Our comprehensive literature search identified 589 studies. There were 154 papers from PubMed, 182 papers from Web of Knowledge electronic database, 237 papers from EMBASE, and 46 papers from the Cochrane Library. We used Endnote software and removed 388 duplicated papers. The titles and abstracts of the remaining 231 papers were screened, and 10 papers potentially suitable for analysis were identified. After a thorough review of the full text of the 10 papers, one paper was excluded because it was a letter [13], and another study was excluded because the survival data were insufficient for analysis [14]. Finally, eight papers were included for our meta-analysis [15,16,17,18,19,20,21,22]. The study selection process is shown in Fig. 1. The basic characteristics are presented in Table 1. There were three papers from China, two papers from Japan, two papers from Korea, and one paper from Italy. Three studies were published in 2018 and included propensity score matching (PSM) analyses. In total, 1009 (29.60%) gastric cancer patients underwent RG, and 2401 (70.41%) gastric cancer patients underwent LG. All of the included studies were retrospective studies. The quality was fair for the study from Pugliese et al. [21] and was good in the rest of the studies.

Fig. 1

The study selection process

Table 1 The general characteristics of the extracted data and quality of the included studies

The primary outcomes

All of the included studies reported OS outcomes [15,16,17,18,19,20,21,22]. The pooled data from the eight studies indicated no significant difference between the two groups (HR, 0.98; 95% CI, 0.80–1.20; P = 0.81), and a fixed-effects model was adopted due to the lack of significant heterogeneity (I2 = 0, P = 0.94, Fig. 2a). Only one study reported DFS results [16]; there was no significant difference between the two groups in DFS, the HR was 1.08 with a 95% CI from 0.26 to 4.44, and the P value was 0.67. Four studies described the RFS results [15,16,17, 20]. A meta-analysis of the four studies indicated that the two techniques had similar RFS outcomes (HR, 0.92; 95% CI, 0.72–1.19; P = 0.53). The analysis showed no significant heterogeneity (I2 = 0%, P = 0.97) using a fixed-effects model (Fig. 2b). Seven studies, with a total of 2780 gastric cancer patients, reported recurrence rates. In total, the recurrence rate was 12.63% (109/863) in the RG group and 13.30% (255/1917) in the LG group. The pooled data from the seven studies suggested that the recurrence rate was similar between the two techniques (OR, 0.92; 95% CI, 0.71–1.19; P = 0.53). The analysis had no obvious heterogeneity (I2 = 0, P = 0.71) (Fig. 2c).

Fig. 2

Meta-analysis of survival outcomes between robotic gastrectomy (RG) and laparoscopic gastrectomy (LG): a overall survival, b relapse-free survival, and c recurrence rate

The secondary outcomes

The two techniques had a comparable LOS (MD, − 0.24; 95% CI, − 0.60 to 0.11; P = 0.16) based on the pooled data from all the included studies [12, 15,16,17,18,19,20,21,22], and a fixed- effect model was adopted because there was no heterogeneity (Fig. 3a).
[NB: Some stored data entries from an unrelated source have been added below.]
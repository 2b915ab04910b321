//! The generation step: one language model call per draft.

use std::sync::Arc;

use copyforge_core::blocks::CopyData;
use copyforge_core::brand::BrandProfile;
use copyforge_core::context::FlowContext;
use copyforge_core::flow::GeneratedEmail;
use copyforge_core::strategy::EmailStrategy;
use copyforge_llm::{CompletionRequest, TextGenerator};
use serde::Deserialize;

use crate::error::GenerationError;
use crate::parse::parse_copy_draft;
use crate::prompt;

/// Brief for a standalone campaign email.
#[derive(Debug, Clone, Deserialize)]
#[serde(rename_all = "camelCase")]
pub struct CampaignBrief {
    pub name: String,
    #[serde(default)]
    pub campaign_type: Option<String>,
    #[serde(default)]
    pub offer: Option<String>,
    #[serde(default)]
    pub details: Option<String>,
    #[serde(default)]
    pub send_date: Option<String>,
}

/// Issues generation requests and parses the drafts they return.
///
/// Errors propagate to the caller; fallback substitution is the
/// sequencer's job.
#[derive(Clone)]
pub struct CopyGenerator {
    generator: Arc<dyn TextGenerator>,
}

impl CopyGenerator {
    pub fn new(generator: Arc<dyn TextGenerator>) -> Self {
        Self { generator }
    }

    async fn draft(&self, prompt: String) -> Result<CopyData, GenerationError> {
        let request = CompletionRequest::new(prompt).with_system(prompt::SYSTEM_PROMPT);
        let text = self.generator.complete(&request).await?;
        parse_copy_draft(&text)
    }

    /// Draft one email of a flow.
    pub async fn generate_flow_email(
        &self,
        entry: &EmailStrategy,
        context: &FlowContext,
        brand: &BrandProfile,
        offer: &str,
        insights: &[String],
    ) -> Result<CopyData, GenerationError> {
        self.draft(prompt::flow_email_prompt(entry, context, brand, offer, insights))
            .await
    }

    /// Draft a standalone campaign email.
    pub async fn generate_campaign(
        &self,
        brief: &CampaignBrief,
        brand: &BrandProfile,
        insights: &[String],
    ) -> Result<CopyData, GenerationError> {
        self.draft(prompt::campaign_prompt(brief, brand, insights))
            .await
    }

    /// Regenerate one email of a flow, replacing only its copy.
    pub async fn revise_email(
        &self,
        email: &GeneratedEmail,
        context: &FlowContext,
        brand: &BrandProfile,
        offer: &str,
        insights: &[String],
        feedback: Option<&str>,
    ) -> Result<GeneratedEmail, GenerationError> {
        let copy_data = self
            .draft(prompt::revision_prompt(
                email, context, brand, offer, insights, feedback,
            ))
            .await?;
        Ok(GeneratedEmail {
            copy_data,
            error: None,
            ..email.clone()
        })
    }
}
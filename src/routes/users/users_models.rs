use chrono::{DateTime, Utc};
use serde::{Deserialize, Serialize};

use crate::models::user::User;

// Registration request and response
#[derive(Deserialize)]
pub struct RegisterRequest {
    pub first_name: Option<String>,
    pub last_name: Option<String>,
    pub email: Option<String>,
    pub password: Option<String>,
    pub confirm_password: Option<String>,
}

#[derive(Serialize)]
pub struct RegisterResponse {
    pub id: i64,
    pub first_name: String,
    pub last_name: String,
    pub email: String,
    pub date_joined: DateTime<Utc>,
    pub token: String,
}


// Login request and response
#[derive(Deserialize)]
pub struct LoginRequest {
    pub email: Option<String>,
    pub password: Option<String>,
}

#[derive(Serialize)]
pub struct LoginResponse {
    pub auth_token: String,
}


// Token endpoint, username carries the email
#[derive(Deserialize)]
pub struct ObtainTokenRequest {
    pub username: Option<String>,
    pub password: Option<String>,
}

#[derive(Serialize)]
pub struct ObtainTokenResponse {
    pub token: String,
}


#[derive(Serialize)]
pub struct LogoutResponse {
    pub success: bool,
    pub message: String,
}


#[derive(Serialize)]
pub struct ProfileResponse {
    pub id: i64,
    pub first_name: String,
    pub last_name: String,
    pub email: String,
    pub is_staff: bool,
    pub date_joined: DateTime<Utc>,
    pub last_login: Option<DateTime<Utc>>,
}

impl From<User> for ProfileResponse {
    fn from(user: User) -> Self {
        ProfileResponse {
            id: user.id,
            first_name: user.first_name,
            last_name: user.last_name,
            email: user.email,
            is_staff: user.is_staff || user.is_superuser,
            date_joined: user.date_joined,
            last_login: user.last_login,
        }
    }
}
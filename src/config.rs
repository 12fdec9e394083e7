use std::env;
use thiserror::Error;

#[derive(Debug, Error)]
pub enum ConfigError {
    #[error("{0} must be set")]
    Missing(&'static str),
    #[error("{name} has an invalid value: {value}")]
    Invalid { name: &'static str, value: String },
}

#[derive(Debug, Clone)]
pub struct Config {
    pub database_url: String,
    pub database_max_connections: u32,
    pub server_address: String,
    pub bcrypt_cost: u32,
    pub admin: Option<AdminBootstrap>,
}

// Superuser created at startup when both ADMIN_EMAIL and ADMIN_PASSWORD are set
#[derive(Debug, Clone)]
pub struct AdminBootstrap {
    pub email: String,
    pub password: String,
}

impl Config {
    pub fn from_env() -> Result<Self, ConfigError> {
        Self::from_lookup(|name| env::var(name).ok())
    }

    /// Builds the config from any name -> value source.
    pub fn from_lookup<F>(lookup: F) -> Result<Self, ConfigError>
    where
        F: Fn(&str) -> Option<String>,
    {
        let database_url = lookup("DATABASE_URL").ok_or(ConfigError::Missing("DATABASE_URL"))?;
        let database_max_connections = parse_var(&lookup, "DATABASE_MAX_CONNECTIONS", 5)?;
        let server_address = lookup("SERVER_ADDRESS").unwrap_or_else(|| "0.0.0.0:8080".to_string());

        let bcrypt_cost = parse_var(&lookup, "BCRYPT_COST", bcrypt::DEFAULT_COST)?;
        if !(4..=31).contains(&bcrypt_cost) {
            return Err(ConfigError::Invalid {
                name: "BCRYPT_COST",
                value: bcrypt_cost.to_string(),
            });
        }

        let admin = match (lookup("ADMIN_EMAIL"), lookup("ADMIN_PASSWORD")) {
            (Some(email), Some(password)) => Some(AdminBootstrap { email, password }),
            _ => None,
        };

        Ok(Config {
            database_url,
            database_max_connections,
            server_address,
            bcrypt_cost,
            admin,
        })
    }
}

fn parse_var<T, F>(lookup: &F, name: &'static str, default: T) -> Result<T, ConfigError>
where
    T: std::str::FromStr,
    F: Fn(&str) -> Option<String>,
{
    match lookup(name) {
        Some(value) => value
            .trim()
            .parse()
            .map_err(|_| ConfigError::Invalid { name, value }),
        None => Ok(default),
    }
}
pub mod routes;
pub mod users;
pub mod todos;
pub mod reports;
pub mod admin;
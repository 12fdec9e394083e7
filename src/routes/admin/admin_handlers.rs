use actix_web::{web, HttpResponse};
use sqlx::SqlitePool;
use log::info;
use crate::auth::StaffUser;
use crate::error::{ApiError, Validator};
use crate::models::{
    auth_token::AuthToken,
    project::{Project, ProjectChanges, ProjectStatus},
    project_member::ProjectMember,
    user::User,
};
use super::admin_models::{
    AdminDefaultResponse,
    CreateProjectRequest, UpdateProjectRequest, ProjectDetailResponse,
    AddMemberRequest, ProjectPath, MemberPath, UserPath,
};

const PROJECT_NAME_MAX_LENGTH: usize = 100;

fn validate_status(v: &mut Validator, status: Option<i64>) -> Option<ProjectStatus> {
    let status = status?;
    match ProjectStatus::try_from(status) {
        Ok(status) => Some(status),
        Err(value) => {
            v.add("status", format!("\"{}\" is not a valid choice.", value));
            None
        }
    }
}

fn validate_max_members(v: &mut Validator, max_members: Option<i64>) {
    if matches!(max_members, Some(n) if n < 0) {
        v.add("max_members", "Ensure this value is greater than or equal to 0.");
    }
}

fn project_not_found() -> ApiError {
    ApiError::NotFound("Project not found.".into())
}

pub async fn create_project(
    pool: web::Data<SqlitePool>,
    StaffUser(staff): StaffUser,
    request: web::Json<CreateProjectRequest>,
) -> Result<HttpResponse, ApiError> {
    let mut v = Validator::new();
    v.require("name", request.name.as_deref());
    v.max_length("name", request.name.as_deref(), PROJECT_NAME_MAX_LENGTH);
    if request.max_members.is_none() {
        v.add("max_members", "This field is required.");
    }
    validate_max_members(&mut v, request.max_members);
    let status = validate_status(&mut v, request.status);
    v.finish()?;

    let project = Project::create(
        pool.get_ref(),
        request.name.as_deref().unwrap_or_default(),
        request.max_members.unwrap_or_default(),
        status.unwrap_or_default(),
    )
    .await?;
    info!("Staff {} created project {}", staff.email, project.id);
    Ok(HttpResponse::Created().json(project))
}

pub async fn get_project(
    pool: web::Data<SqlitePool>,
    _: StaffUser,
    path: web::Path<ProjectPath>,
) -> Result<HttpResponse, ApiError> {
    let project = Project::find_by_id(pool.get_ref(), path.id)
        .await?
        .ok_or_else(project_not_found)?;
    let members = ProjectMember::list_for_project(pool.get_ref(), project.id).await?;
    Ok(HttpResponse::Ok().json(ProjectDetailResponse { project, members }))
}

pub async fn update_project(
    pool: web::Data<SqlitePool>,
    _: StaffUser,
    path: web::Path<ProjectPath>,
    request: web::Json<UpdateProjectRequest>,
) -> Result<HttpResponse, ApiError> {
    let mut v = Validator::new();
    if request.name.is_some() {
        v.require("name", request.name.as_deref());
        v.max_length("name", request.name.as_deref(), PROJECT_NAME_MAX_LENGTH);
    }
    validate_max_members(&mut v, request.max_members);
    let status = validate_status(&mut v, request.status);
    v.finish()?;

    let changes = ProjectChanges {
        name: request.name.as_deref(),
        max_members: request.max_members,
        status,
    };
    let project = Project::update(pool.get_ref(), path.id, &changes).await?;
    Ok(HttpResponse::Ok().json(project))
}

pub async fn delete_project(
    pool: web::Data<SqlitePool>,
    StaffUser(staff): StaffUser,
    path: web::Path<ProjectPath>,
) -> Result<HttpResponse, ApiError> {
    if !Project::delete(pool.get_ref(), path.id).await? {
        return Err(project_not_found());
    }
    info!("Staff {} deleted project {}", staff.email, path.id);
    Ok(HttpResponse::NoContent().finish())
}

pub async fn add_member(
    pool: web::Data<SqlitePool>,
    _: StaffUser,
    path: web::Path<ProjectPath>,
    request: web::Json<AddMemberRequest>,
) -> Result<HttpResponse, ApiError> {
    let user_id = request
        .user_id
        .ok_or_else(|| ApiError::field("user_id", "This field is required."))?;
    let member = ProjectMember::add(pool.get_ref(), path.id, user_id).await?;
    info!("User {} joined project {}", user_id, path.id);
    Ok(HttpResponse::Created().json(member))
}

pub async fn remove_member(
    pool: web::Data<SqlitePool>,
    _: StaffUser,
    path: web::Path<MemberPath>,
) -> Result<HttpResponse, ApiError> {
    if !ProjectMember::remove(pool.get_ref(), path.id, path.user_id).await? {
        return Err(ApiError::NotFound("Project member not found.".into()));
    }
    Ok(HttpResponse::NoContent().finish())
}

pub async fn delete_user(
    pool: web::Data<SqlitePool>,
    StaffUser(staff): StaffUser,
    path: web::Path<UserPath>,
) -> Result<HttpResponse, ApiError> {
    if !User::delete(pool.get_ref(), path.id).await? {
        return Err(ApiError::NotFound("User not found.".into()));
    }
    info!("Staff {} deleted user {}", staff.email, path.id);
    Ok(HttpResponse::NoContent().finish())
}

// Revoke every issued token
pub async fn reset_tokens(
    pool: web::Data<SqlitePool>,
    StaffUser(staff): StaffUser,
) -> Result<HttpResponse, ApiError> {
    let revoked = AuthToken::delete_all(pool.get_ref()).await?;
    info!("Staff {} revoked {} tokens", staff.email, revoked);
    Ok(HttpResponse::Ok().json(AdminDefaultResponse {
        success: true,
        message: "All tokens have been reset successfully".into(),
    }))
}
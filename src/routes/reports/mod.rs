pub mod reports_handlers;
pub mod reports_models;
use actix_web::{web, HttpResponse};
use sqlx::SqlitePool;
use log::info;
use crate::auth::{authenticate, register_user, AuthenticatedUser};
use crate::config::Config;
use crate::error::{ApiError, Validator};
use crate::models::{
    auth_token::AuthToken,
    user::{is_valid_email, NewUser, User},
};
use super::users_models::{
    RegisterRequest, RegisterResponse,
    LoginRequest, LoginResponse,
    ObtainTokenRequest, ObtainTokenResponse,
    LogoutResponse, ProfileResponse,
};

// register user to DB and hand back the first token
pub async fn register(
    pool: web::Data<SqlitePool>,
    config: web::Data<Config>,
    req: web::Json<RegisterRequest>,
) -> Result<HttpResponse, ApiError> {
    let req = req.into_inner();
    info!("Received request to register user: {:?}", req.email);

    let mut v = Validator::new();
    v.require("email", req.email.as_deref());
    v.require("password", req.password.as_deref());
    v.require("confirm_password", req.confirm_password.as_deref());
    v.max_length("first_name", req.first_name.as_deref(), 30);
    v.max_length("last_name", req.last_name.as_deref(), 150);
    v.max_length("email", req.email.as_deref(), 254);
    if let Some(email) = req.email.as_deref() {
        if !email.trim().is_empty() && !is_valid_email(email.trim()) {
            v.add("email", "Enter a valid email address.");
        }
    }
    if let (Some(password), Some(confirm)) = (&req.password, &req.confirm_password) {
        if password != confirm {
            v.add("confirm_password", "Passwords do not match.");
        }
    }
    v.finish()?;

    let email = req.email.as_deref().unwrap_or_default();
    if User::email_exists(pool.get_ref(), email).await? {
        info!("Email {} is already registered", email);
        return Err(ApiError::field("email", "User with this email already exists."));
    }

    let new = NewUser {
        email,
        password: req.password.as_deref().unwrap_or_default(),
        first_name: req.first_name.as_deref().unwrap_or_default(),
        last_name: req.last_name.as_deref().unwrap_or_default(),
        is_staff: false,
        is_superuser: false,
    };
    let (user, token) = register_user(pool.get_ref(), &new, config.bcrypt_cost).await?;

    Ok(HttpResponse::Created().json(RegisterResponse {
        id: user.id,
        first_name: user.first_name,
        last_name: user.last_name,
        email: user.email,
        date_joined: user.date_joined,
        token: token.key,
    }))
}

// login logic, reuses the user's token if one was already issued
pub async fn login(
    pool: web::Data<SqlitePool>,
    req: web::Json<LoginRequest>,
) -> Result<HttpResponse, ApiError> {
    let mut v = Validator::new();
    v.require("email", req.email.as_deref());
    v.require("password", req.password.as_deref());
    v.finish()?;

    let email = req.email.as_deref().unwrap_or_default();
    info!("Received login request for user: {}", email);

    let user = match authenticate(pool.get_ref(), email, req.password.as_deref().unwrap_or_default()).await? {
        Some(user) => user,
        None => {
            info!("Invalid credentials for user: {}", email);
            return Err(ApiError::Unauthorized("Incorrect email or password".into()));
        }
    };

    let token = AuthToken::get_or_create(pool.get_ref(), user.id).await?;
    info!("User {} logged in successfully", user.email);
    Ok(HttpResponse::Ok().json(LoginResponse { auth_token: token.key }))
}

pub async fn obtain_token(
    pool: web::Data<SqlitePool>,
    req: web::Json<ObtainTokenRequest>,
) -> Result<HttpResponse, ApiError> {
    let mut v = Validator::new();
    v.require("username", req.username.as_deref());
    v.require("password", req.password.as_deref());
    v.finish()?;

    let username = req.username.as_deref().unwrap_or_default();
    let password = req.password.as_deref().unwrap_or_default();
    let user = authenticate(pool.get_ref(), username, password)
        .await?
        .ok_or_else(|| ApiError::BadCredentials("Unable to log in with provided credentials.".into()))?;

    let token = AuthToken::get_or_create(pool.get_ref(), user.id).await?;
    Ok(HttpResponse::Ok().json(ObtainTokenResponse { token: token.key }))
}

pub async fn logout(
    pool: web::Data<SqlitePool>,
    AuthenticatedUser(user): AuthenticatedUser,
) -> Result<HttpResponse, ApiError> {
    AuthToken::delete_for_user(pool.get_ref(), user.id).await?;
    info!("Logout successful for user: {}", user.email);
    Ok(HttpResponse::Ok().json(LogoutResponse {
        success: true,
        message: "Logout successful".into(),
    }))
}

pub async fn me(AuthenticatedUser(user): AuthenticatedUser) -> HttpResponse {
    HttpResponse::Ok().json(ProfileResponse::from(user))
}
Moreover, the two groups had similar rates in postoperative complications (OR, 0.90; 95% CI, 0.72–1.12; P = 0.34) (Fig. 3b), 30-day mortality (RD, 0.01; 95% CI, 0.00–0.01; P = 0.19) (Fig. 3c), and conversion to open surgery (RD, 0.00; 95% CI, − 0.01 to 0.01, P = 0.67) (Fig. 3d). These results were all measured using fixed- effects models due to the lack of significant heterogeneity.

Fig. 3

Pooled data for the outcomes of interest between patients who underwent robotic gastrectomy (RG) and laparoscopic gastrectomy (LG): a length of hospital stay, b postoperative complication, c 30-day mortality, and d conversion to open surgery

Sensitivity analysis

Three papers performed PSM analyses. We conducted a sensitivity analysis for papers that performed PSM analyses [15,16,17]. In terms of OS, the results showed that there was no significant difference between the two techniques (HR, 1.06; 95% CI, 0.81–1.38; P = 0.69) (Fig. 4a). In terms of RFS, the result was not influenced by the surgical technique (HR, 0.96; 95% CI, 0.76–1.23; P = 0.77), and there was no obvious heterogeneity (I2 = 12, P = 0.32) (Fig. 4b).

Fig. 4

Sensitivity analysis of the studies that performed propensity score matching analyses for a overall survival and for b relapse-free survival

Publication bias

A funnel plot for recurrence rate was adopted to assess publication bias. No evidence of publication bias was found, and all the results were within the 95% CI (Fig. 5). The statistical analysis revealed no significant publication bias (Begg’s test P = 0.764 and Egger’s test P = 0.571).

Fig. 5

Funnel plot of the relapse rate between patients who underwent robotic gastrectomy (RG) and laparoscopic gastrectomy (LG). OR, odds ratio; SE, standard error


Currently, the benefits of treating gastric cancer with the laparoscopic technique have been well recognized. Many documents have indicated that compared to open surgery, laparoscopic surgery can improve the safety and efficacy of treating gastric cancer [23,24,25,26]. However, there are some limitations to laparoscopic gastric surgery. These drawbacks include poor imaging, inconvenient lymph node dissection in a narrow space, technical complexity, and a long and steep learning curve [27]. In an effort to address the drawbacks of the laparoscopic technique, robotic-assisted surgical systems were introduced. These surgical systems could offer some improvements in visibility and manipulation [28].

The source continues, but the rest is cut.